▸ **Assignment**
When you reach the line containing "#[derive(Debug, Default, PartialEq)]" in the data below, begin returning lines exactly as written, and stop once the line containing "while let Some(request)" has been returned.
(Beginning of Records shown)
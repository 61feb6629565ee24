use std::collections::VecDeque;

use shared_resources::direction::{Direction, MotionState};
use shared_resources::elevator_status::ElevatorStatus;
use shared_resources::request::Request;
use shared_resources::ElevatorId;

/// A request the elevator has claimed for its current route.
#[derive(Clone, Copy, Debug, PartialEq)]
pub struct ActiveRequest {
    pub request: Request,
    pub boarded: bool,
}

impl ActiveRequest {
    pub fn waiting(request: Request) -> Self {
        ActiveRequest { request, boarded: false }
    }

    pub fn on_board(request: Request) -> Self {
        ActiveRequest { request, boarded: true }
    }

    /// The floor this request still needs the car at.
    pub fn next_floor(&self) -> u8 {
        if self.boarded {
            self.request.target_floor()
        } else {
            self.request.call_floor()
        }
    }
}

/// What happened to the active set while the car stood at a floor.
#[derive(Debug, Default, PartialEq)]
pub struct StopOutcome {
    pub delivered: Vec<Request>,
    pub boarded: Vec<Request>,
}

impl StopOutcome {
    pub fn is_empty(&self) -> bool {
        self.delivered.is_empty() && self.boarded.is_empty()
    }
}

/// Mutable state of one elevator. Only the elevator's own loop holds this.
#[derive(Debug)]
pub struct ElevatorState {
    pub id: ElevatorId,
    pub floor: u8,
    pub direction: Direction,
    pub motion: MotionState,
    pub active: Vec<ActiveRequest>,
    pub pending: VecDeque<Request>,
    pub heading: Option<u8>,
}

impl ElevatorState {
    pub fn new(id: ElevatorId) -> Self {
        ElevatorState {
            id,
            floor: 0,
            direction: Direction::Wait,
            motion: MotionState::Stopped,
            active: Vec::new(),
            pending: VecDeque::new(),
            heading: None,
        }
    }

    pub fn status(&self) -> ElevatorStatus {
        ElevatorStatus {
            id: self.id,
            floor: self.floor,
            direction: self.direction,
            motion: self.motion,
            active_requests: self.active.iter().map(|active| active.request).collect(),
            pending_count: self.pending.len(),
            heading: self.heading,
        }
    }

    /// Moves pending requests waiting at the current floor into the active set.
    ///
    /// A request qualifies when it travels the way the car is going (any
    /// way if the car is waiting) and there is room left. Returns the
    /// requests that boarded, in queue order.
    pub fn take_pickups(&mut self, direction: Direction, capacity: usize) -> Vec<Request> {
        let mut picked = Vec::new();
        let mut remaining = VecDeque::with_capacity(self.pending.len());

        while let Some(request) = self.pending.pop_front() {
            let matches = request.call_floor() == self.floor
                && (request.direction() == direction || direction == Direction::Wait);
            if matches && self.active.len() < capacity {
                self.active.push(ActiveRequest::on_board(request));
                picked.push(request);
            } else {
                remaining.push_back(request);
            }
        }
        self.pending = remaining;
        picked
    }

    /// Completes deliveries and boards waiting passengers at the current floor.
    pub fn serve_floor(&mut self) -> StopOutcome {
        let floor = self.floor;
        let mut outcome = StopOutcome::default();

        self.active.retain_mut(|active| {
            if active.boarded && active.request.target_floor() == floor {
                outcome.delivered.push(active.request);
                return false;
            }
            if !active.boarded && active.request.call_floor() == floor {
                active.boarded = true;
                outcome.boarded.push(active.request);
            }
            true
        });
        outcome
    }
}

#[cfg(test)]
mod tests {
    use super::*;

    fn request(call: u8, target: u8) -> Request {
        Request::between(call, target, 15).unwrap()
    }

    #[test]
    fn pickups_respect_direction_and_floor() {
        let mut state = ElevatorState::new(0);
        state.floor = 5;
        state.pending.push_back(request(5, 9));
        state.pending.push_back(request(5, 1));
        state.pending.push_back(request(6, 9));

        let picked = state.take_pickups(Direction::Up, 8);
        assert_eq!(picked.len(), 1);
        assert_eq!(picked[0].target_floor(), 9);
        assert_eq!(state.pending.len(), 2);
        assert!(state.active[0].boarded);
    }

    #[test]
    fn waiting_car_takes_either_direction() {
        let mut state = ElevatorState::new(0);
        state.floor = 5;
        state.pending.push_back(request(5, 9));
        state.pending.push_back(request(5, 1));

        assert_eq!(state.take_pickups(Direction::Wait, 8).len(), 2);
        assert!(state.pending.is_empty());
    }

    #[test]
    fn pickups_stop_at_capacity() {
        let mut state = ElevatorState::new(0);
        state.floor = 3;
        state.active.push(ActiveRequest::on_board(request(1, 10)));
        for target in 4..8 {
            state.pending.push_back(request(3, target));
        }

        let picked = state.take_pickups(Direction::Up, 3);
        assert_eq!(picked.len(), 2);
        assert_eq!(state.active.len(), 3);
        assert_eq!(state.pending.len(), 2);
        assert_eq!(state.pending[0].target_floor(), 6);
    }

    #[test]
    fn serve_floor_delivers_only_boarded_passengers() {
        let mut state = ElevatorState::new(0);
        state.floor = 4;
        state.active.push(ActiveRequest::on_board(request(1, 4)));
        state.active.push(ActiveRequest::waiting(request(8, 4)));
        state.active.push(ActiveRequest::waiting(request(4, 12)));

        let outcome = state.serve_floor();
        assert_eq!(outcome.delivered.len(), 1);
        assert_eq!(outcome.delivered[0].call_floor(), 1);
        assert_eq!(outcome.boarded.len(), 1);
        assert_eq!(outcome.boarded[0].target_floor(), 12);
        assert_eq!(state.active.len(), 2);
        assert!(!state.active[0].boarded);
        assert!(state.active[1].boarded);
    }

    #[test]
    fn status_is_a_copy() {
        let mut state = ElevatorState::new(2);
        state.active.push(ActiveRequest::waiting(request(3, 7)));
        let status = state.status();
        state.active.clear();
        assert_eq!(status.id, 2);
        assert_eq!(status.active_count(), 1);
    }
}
(End of Records shown)
(Beginning of Records shown)
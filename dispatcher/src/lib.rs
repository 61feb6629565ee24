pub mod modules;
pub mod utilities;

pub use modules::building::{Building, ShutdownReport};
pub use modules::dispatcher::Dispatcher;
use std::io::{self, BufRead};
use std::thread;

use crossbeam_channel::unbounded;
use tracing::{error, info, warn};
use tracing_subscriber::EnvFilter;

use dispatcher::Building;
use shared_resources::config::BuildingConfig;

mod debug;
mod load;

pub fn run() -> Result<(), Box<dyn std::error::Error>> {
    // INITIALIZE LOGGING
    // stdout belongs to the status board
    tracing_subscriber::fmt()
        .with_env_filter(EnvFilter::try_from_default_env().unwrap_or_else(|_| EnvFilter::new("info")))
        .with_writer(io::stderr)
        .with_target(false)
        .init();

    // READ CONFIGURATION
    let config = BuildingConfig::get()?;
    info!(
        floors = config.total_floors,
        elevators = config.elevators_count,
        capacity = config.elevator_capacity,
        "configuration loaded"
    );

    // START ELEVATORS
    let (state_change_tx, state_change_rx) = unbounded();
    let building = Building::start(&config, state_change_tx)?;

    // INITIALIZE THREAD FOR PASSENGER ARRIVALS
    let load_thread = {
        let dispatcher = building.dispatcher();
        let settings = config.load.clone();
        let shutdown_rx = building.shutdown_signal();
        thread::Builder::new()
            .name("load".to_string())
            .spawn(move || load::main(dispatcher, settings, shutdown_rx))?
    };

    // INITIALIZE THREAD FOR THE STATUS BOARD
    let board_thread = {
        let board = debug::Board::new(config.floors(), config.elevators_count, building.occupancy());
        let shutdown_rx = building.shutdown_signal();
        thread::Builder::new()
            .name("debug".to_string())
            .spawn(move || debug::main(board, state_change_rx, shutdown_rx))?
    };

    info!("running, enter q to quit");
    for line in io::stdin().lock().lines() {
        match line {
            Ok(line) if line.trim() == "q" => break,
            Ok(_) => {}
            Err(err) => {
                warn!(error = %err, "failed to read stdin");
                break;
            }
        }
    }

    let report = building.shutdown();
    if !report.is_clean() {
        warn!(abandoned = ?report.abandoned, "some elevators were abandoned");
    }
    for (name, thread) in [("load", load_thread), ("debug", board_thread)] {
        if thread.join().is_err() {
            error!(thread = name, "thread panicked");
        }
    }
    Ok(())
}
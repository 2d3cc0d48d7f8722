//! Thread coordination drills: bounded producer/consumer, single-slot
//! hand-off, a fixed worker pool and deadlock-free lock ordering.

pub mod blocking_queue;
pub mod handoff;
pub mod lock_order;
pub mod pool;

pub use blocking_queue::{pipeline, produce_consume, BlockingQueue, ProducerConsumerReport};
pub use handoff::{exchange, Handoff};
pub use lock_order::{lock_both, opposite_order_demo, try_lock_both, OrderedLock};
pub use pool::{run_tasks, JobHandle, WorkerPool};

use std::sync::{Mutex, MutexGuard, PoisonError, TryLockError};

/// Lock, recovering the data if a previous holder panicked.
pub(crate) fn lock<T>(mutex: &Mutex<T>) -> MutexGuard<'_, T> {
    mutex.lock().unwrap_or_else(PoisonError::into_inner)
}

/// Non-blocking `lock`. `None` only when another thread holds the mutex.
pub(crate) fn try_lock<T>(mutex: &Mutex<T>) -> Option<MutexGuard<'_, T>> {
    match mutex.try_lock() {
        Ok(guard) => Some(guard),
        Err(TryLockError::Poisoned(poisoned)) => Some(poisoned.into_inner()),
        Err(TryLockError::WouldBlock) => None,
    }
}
(End of Records shown)
▸ **Reply**
#[derive(Debug, Default, PartialEq)]
pub struct StopOutcome {
    pub delivered: Vec<Request>,
    pub boarded: Vec<Request>,
}

impl StopOutcome {
    pub fn is_empty(&self) -> bool {
        self.delivered.is_empty() && self.boarded.is_empty()
    }
}

/// Mutable state of one elevator. Only the elevator's own loop holds this.
#[derive(Debug)]
pub struct ElevatorState {
    pub id: ElevatorId,
    pub floor: u8,
    pub direction: Direction,
    pub motion: MotionState,
    pub active: Vec<ActiveRequest>,
    pub pending: VecDeque<Request>,
    pub heading: Option<u8>,
}

impl ElevatorState {
    pub fn new(id: ElevatorId) -> Self {
        ElevatorState {
            id,
            floor: 0,
            direction: Direction::Wait,
            motion: MotionState::Stopped,
            active: Vec::new(),
            pending: VecDeque::new(),
            heading: None,
        }
    }

    pub fn status(&self) -> ElevatorStatus {
        ElevatorStatus {
            id: self.id,
            floor: self.floor,
            direction: self.direction,
            motion: self.motion,
            active_requests: self.active.iter().map(|active| active.request).collect(),
            pending_count: self.pending.len(),
            heading: self.heading,
        }
    }

    /// Moves pending requests waiting at the current floor into the active set.
    ///
    /// A request qualifies when it travels the way the car is going (any
    /// way if the car is waiting) and there is room left. Returns the
    /// requests that boarded, in queue order.
    pub fn take_pickups(&mut self, direction: Direction, capacity: usize) -> Vec<Request> {
        let mut picked = Vec::new();
        let mut remaining = VecDeque::with_capacity(self.pending.len());

        while let Some(request) = self.pending.pop_front() {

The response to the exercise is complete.